• [RECORDS FOR THIS EXERCISE]:
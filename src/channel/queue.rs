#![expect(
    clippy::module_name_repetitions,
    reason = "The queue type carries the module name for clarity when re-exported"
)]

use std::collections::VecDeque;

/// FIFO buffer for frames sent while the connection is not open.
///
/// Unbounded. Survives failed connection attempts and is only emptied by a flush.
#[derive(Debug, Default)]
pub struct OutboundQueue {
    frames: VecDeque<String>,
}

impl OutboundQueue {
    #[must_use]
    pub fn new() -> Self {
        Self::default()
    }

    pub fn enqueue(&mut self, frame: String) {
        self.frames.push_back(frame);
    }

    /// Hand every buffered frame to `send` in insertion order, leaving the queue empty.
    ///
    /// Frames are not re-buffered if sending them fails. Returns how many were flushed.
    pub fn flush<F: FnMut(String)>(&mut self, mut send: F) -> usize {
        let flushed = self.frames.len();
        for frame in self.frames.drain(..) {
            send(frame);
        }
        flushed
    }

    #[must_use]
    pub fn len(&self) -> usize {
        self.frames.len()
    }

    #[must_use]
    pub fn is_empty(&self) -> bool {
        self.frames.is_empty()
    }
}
* * *
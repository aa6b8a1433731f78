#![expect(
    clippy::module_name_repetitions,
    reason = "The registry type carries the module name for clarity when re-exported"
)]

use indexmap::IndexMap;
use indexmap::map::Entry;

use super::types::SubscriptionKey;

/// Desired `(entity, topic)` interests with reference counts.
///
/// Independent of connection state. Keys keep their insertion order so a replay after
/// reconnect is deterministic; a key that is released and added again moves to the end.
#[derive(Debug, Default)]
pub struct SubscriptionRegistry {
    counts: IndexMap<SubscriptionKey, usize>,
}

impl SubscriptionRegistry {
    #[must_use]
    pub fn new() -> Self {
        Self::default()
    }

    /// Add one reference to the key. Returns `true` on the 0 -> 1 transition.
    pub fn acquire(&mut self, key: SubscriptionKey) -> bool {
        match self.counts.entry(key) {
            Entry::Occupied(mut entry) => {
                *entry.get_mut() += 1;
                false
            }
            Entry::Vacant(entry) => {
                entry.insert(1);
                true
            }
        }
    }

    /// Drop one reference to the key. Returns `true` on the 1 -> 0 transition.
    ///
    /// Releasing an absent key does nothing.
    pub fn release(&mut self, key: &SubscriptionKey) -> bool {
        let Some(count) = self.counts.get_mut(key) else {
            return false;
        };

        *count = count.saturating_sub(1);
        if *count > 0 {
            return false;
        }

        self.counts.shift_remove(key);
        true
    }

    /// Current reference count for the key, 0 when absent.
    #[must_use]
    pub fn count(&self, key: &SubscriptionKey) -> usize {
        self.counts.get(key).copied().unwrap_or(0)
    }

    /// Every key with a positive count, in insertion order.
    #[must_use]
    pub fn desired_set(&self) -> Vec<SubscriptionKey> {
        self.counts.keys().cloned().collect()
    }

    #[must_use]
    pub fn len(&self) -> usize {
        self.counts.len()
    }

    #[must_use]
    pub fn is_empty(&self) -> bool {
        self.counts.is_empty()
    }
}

• [YOUR TASK]: When the word "order" turns up on a line of the material above, copy that line.

• [ANSWER BELOW]:
    /// Hand every buffered frame to `send` in insertion order, leaving the queue empty.
/// Independent of connection state. Keys keep their insertion order so a replay after
    /// Every key with a positive count, in insertion order.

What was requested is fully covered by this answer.